Stored data entries

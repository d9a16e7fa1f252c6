use thiserror::Error;

#[derive(Debug, Error)]
pub enum DomainError {
    #[error("Order not found")]
    NotFound,
    #[error("Invalid input: {0}")]
    InvalidInput(String),
    #[error("Invalid signature")]
    InvalidSignature,
    #[error("Conflict: {0}")]
    Conflict(String),
    #[error("Payment provider error: {0}")]
    Payment(String),
    #[error("Internal error: {0}")]
    Internal(String),
}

▸ **REQUIRED WORK**: All the records, from start to finish, are to be repeated exactly.

▸ **SOLUTION TO THE EXERCISE**:
repository d9a16e7fa1f252c6
use thiserror::Error;

#[derive(Debug, Error)]
pub enum DomainError {
    #[error("Order not found")]
    NotFound,
    #[error("Invalid input: {0}")]
    InvalidInput(String),
    #[error("Invalid signature")]
    InvalidSignature,
    #[error("Conflict: {0}")]
    Conflict(String),
    #[error("Payment provider error: {0}")]
    Payment(String),
    #[error("Internal error: {0}")]
    Internal(String),
}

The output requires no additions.